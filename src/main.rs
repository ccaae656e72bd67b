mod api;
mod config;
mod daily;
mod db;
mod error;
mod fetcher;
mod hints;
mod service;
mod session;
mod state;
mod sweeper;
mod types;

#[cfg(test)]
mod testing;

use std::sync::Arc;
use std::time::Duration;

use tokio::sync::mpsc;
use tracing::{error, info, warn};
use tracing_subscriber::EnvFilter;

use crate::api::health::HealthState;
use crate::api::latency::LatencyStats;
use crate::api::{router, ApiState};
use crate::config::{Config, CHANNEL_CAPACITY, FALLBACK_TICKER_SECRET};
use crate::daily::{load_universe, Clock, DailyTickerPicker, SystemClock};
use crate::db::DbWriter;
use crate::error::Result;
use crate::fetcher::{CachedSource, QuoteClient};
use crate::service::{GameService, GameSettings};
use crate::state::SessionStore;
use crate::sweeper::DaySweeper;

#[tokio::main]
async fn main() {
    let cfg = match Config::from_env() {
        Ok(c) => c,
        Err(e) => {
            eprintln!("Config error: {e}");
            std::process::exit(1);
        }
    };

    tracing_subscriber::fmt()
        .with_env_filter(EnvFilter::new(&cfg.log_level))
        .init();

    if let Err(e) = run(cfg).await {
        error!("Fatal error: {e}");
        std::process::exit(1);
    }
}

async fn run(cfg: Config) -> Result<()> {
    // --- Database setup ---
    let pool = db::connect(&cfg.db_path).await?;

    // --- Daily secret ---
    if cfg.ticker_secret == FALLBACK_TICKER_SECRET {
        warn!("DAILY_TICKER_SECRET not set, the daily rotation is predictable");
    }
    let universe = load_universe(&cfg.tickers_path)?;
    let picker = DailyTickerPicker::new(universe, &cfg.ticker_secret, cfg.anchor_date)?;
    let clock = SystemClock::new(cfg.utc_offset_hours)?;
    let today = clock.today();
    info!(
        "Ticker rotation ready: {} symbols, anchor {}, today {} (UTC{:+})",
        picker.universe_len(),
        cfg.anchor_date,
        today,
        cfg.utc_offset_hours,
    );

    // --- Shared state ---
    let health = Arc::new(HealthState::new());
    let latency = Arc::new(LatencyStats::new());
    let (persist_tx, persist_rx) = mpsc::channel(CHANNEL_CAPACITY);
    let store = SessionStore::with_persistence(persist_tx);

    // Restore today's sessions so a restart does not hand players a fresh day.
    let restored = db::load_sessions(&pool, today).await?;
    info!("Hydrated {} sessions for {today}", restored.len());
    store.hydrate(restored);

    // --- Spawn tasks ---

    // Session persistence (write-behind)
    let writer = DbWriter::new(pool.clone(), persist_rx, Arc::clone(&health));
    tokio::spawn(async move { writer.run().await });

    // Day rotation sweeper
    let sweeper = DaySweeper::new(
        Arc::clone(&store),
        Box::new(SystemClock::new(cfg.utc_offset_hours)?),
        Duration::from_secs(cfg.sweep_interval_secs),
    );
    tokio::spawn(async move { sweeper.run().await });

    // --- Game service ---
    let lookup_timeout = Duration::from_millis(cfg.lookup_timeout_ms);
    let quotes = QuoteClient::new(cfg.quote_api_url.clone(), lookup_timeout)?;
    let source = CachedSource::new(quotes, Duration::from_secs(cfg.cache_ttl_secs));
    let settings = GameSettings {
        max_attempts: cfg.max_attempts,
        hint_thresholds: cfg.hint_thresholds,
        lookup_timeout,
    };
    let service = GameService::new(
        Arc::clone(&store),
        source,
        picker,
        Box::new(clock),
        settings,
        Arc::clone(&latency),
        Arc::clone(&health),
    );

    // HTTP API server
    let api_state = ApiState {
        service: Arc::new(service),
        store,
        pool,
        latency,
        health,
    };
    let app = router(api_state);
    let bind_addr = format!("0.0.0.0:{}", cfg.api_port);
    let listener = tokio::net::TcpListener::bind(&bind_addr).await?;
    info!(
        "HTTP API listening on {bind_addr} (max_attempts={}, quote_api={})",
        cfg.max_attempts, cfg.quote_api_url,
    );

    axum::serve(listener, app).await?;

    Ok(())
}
...
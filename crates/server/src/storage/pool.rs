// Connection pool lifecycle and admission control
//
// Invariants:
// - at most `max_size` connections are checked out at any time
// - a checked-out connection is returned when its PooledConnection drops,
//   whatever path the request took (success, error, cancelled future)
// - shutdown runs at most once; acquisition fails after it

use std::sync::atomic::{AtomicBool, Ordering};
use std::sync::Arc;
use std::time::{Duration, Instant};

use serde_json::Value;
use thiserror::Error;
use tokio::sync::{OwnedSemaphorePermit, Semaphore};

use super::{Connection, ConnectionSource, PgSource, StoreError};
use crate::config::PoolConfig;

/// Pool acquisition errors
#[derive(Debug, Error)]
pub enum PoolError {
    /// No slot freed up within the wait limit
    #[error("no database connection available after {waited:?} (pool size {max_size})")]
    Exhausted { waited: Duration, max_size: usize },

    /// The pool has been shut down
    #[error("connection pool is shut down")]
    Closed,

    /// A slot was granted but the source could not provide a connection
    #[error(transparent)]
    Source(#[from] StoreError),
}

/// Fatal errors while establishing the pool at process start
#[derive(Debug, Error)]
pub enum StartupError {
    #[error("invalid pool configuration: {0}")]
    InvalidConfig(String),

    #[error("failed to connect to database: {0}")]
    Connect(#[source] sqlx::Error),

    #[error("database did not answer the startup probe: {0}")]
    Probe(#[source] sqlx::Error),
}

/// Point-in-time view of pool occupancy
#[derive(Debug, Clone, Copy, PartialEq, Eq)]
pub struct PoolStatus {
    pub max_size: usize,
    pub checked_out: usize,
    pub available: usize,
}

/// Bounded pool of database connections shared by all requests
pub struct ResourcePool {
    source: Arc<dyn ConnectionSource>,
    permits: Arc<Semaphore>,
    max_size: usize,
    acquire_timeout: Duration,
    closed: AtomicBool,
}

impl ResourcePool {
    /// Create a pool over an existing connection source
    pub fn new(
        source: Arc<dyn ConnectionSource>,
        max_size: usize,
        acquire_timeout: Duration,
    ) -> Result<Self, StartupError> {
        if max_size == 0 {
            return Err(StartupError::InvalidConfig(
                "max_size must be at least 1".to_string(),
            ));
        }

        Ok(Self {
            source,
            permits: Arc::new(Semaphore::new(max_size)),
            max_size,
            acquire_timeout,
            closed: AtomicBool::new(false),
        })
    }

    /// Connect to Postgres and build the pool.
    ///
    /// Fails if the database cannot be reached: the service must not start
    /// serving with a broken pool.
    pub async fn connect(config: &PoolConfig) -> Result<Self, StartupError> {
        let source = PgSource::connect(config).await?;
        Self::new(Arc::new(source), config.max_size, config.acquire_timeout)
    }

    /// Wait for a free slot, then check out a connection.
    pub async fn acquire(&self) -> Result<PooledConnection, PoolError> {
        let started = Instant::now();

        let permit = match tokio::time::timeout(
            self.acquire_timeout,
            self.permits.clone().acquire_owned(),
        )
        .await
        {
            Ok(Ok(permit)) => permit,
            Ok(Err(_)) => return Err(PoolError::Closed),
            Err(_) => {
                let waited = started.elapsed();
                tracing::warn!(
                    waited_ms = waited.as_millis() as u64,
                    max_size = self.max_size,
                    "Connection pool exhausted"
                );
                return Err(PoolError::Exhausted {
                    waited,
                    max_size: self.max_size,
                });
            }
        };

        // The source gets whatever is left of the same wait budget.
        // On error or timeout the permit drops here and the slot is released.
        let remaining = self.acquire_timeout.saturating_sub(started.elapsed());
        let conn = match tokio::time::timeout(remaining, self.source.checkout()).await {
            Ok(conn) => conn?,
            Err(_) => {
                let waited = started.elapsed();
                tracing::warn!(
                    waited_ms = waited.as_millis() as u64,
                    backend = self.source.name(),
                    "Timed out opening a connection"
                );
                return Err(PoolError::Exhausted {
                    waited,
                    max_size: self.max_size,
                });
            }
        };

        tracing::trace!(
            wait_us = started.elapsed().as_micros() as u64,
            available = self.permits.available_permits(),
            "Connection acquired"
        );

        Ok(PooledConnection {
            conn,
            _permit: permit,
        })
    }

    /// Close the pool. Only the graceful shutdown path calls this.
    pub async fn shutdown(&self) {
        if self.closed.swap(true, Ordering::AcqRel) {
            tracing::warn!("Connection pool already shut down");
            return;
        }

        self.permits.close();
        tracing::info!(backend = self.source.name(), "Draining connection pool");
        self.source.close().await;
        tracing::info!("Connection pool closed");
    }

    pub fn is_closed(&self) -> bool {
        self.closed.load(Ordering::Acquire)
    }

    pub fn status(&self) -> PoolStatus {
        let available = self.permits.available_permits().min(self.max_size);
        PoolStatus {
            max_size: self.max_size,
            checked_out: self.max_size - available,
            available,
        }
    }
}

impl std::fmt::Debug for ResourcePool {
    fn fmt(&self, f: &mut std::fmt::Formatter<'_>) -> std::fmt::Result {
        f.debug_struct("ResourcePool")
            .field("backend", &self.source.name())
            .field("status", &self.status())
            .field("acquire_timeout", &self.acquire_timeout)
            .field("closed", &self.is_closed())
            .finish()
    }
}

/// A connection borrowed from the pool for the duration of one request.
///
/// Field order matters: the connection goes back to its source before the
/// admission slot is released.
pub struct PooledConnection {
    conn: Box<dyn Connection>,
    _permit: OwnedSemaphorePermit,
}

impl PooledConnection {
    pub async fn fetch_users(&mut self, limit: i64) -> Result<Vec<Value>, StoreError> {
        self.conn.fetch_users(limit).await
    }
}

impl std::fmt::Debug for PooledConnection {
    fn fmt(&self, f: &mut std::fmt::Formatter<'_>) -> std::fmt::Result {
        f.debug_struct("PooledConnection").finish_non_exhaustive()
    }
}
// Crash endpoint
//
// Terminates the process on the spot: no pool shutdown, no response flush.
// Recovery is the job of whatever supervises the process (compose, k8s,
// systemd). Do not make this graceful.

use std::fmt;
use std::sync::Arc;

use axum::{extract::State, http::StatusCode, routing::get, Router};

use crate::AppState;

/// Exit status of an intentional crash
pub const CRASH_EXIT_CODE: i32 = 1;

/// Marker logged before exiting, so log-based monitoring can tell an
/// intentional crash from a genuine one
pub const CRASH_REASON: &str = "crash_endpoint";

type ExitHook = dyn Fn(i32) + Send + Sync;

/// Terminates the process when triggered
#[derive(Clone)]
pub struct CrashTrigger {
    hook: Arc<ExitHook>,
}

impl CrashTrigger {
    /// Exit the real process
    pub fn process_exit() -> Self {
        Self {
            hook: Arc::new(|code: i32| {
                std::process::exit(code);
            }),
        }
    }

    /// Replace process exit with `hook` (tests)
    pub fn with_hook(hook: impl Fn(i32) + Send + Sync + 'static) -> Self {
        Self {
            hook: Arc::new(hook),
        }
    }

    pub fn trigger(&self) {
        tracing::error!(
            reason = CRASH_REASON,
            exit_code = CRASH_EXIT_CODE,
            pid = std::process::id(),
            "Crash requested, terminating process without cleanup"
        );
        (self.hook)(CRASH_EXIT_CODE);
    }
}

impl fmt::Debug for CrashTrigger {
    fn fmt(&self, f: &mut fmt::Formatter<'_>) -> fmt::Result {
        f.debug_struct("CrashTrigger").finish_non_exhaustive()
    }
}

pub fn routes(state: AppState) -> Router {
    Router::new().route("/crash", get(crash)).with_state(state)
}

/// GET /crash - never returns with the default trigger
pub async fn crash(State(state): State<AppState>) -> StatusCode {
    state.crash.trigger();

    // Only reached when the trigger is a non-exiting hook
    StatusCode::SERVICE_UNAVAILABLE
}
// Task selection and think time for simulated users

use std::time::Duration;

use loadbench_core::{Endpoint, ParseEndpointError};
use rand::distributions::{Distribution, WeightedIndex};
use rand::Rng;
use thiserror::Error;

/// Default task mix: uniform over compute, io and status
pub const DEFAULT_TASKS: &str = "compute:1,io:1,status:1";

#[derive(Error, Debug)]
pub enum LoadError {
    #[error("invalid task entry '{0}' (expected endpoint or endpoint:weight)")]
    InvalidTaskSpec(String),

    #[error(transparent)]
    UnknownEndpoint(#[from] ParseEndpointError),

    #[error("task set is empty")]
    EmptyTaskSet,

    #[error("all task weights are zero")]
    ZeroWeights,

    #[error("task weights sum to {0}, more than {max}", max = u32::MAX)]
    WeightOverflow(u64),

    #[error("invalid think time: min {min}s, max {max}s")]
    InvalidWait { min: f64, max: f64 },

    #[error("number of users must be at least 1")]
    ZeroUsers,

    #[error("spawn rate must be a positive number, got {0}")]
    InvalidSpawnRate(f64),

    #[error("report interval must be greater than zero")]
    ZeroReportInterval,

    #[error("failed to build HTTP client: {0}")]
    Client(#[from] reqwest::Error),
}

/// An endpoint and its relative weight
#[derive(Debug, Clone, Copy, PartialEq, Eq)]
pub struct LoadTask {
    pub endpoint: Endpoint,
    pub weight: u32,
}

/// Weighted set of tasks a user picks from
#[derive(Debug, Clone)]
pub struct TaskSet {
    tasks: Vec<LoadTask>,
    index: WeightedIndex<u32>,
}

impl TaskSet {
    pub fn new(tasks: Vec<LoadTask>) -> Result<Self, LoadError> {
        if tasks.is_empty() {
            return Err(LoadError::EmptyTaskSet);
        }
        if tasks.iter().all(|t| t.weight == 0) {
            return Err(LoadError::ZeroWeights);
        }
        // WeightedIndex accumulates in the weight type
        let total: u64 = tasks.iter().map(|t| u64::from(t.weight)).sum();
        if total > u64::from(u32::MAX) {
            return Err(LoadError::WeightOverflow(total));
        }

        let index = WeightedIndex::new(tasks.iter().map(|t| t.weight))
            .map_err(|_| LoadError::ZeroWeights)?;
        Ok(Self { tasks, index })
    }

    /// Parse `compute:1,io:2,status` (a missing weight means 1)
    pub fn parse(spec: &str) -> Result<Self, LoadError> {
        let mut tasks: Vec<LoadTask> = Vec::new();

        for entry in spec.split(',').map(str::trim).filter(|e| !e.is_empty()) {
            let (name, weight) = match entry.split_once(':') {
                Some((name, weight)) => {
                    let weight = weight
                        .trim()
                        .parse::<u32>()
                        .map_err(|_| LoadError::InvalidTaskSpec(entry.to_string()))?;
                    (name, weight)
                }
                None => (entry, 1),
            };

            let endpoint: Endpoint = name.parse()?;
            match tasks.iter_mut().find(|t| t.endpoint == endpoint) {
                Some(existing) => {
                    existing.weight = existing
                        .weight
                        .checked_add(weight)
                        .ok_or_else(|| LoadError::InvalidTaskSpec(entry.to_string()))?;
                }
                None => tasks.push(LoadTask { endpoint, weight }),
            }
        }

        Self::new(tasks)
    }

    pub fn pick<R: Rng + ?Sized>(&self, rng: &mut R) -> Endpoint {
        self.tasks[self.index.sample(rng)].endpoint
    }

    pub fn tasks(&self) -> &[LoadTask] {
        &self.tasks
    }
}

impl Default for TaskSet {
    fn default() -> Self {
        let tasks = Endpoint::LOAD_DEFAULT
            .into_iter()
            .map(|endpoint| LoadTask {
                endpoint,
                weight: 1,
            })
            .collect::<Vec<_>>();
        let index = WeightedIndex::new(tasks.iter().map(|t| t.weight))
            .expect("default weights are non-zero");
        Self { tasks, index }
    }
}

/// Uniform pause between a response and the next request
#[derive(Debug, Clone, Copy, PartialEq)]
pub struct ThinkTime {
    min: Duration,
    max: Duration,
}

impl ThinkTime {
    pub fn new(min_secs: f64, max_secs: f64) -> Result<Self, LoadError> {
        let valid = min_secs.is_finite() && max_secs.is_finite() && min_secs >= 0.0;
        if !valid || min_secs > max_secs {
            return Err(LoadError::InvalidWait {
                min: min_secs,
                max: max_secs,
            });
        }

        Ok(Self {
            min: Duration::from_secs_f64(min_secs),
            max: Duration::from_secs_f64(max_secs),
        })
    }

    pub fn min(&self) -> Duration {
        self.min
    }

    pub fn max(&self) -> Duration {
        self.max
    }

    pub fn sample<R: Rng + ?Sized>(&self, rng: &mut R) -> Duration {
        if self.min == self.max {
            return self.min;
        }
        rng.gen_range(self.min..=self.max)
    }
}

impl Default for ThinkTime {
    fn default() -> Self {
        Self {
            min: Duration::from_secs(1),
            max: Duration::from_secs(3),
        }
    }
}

Your task
Where a line contains the word "elapsed", copy that line from the listing above.

Output
                let waited = started.elapsed();
        let remaining = self.acquire_timeout.saturating_sub(started.elapsed());
                let waited = started.elapsed();
            wait_us = started.elapsed().as_micros() as u64,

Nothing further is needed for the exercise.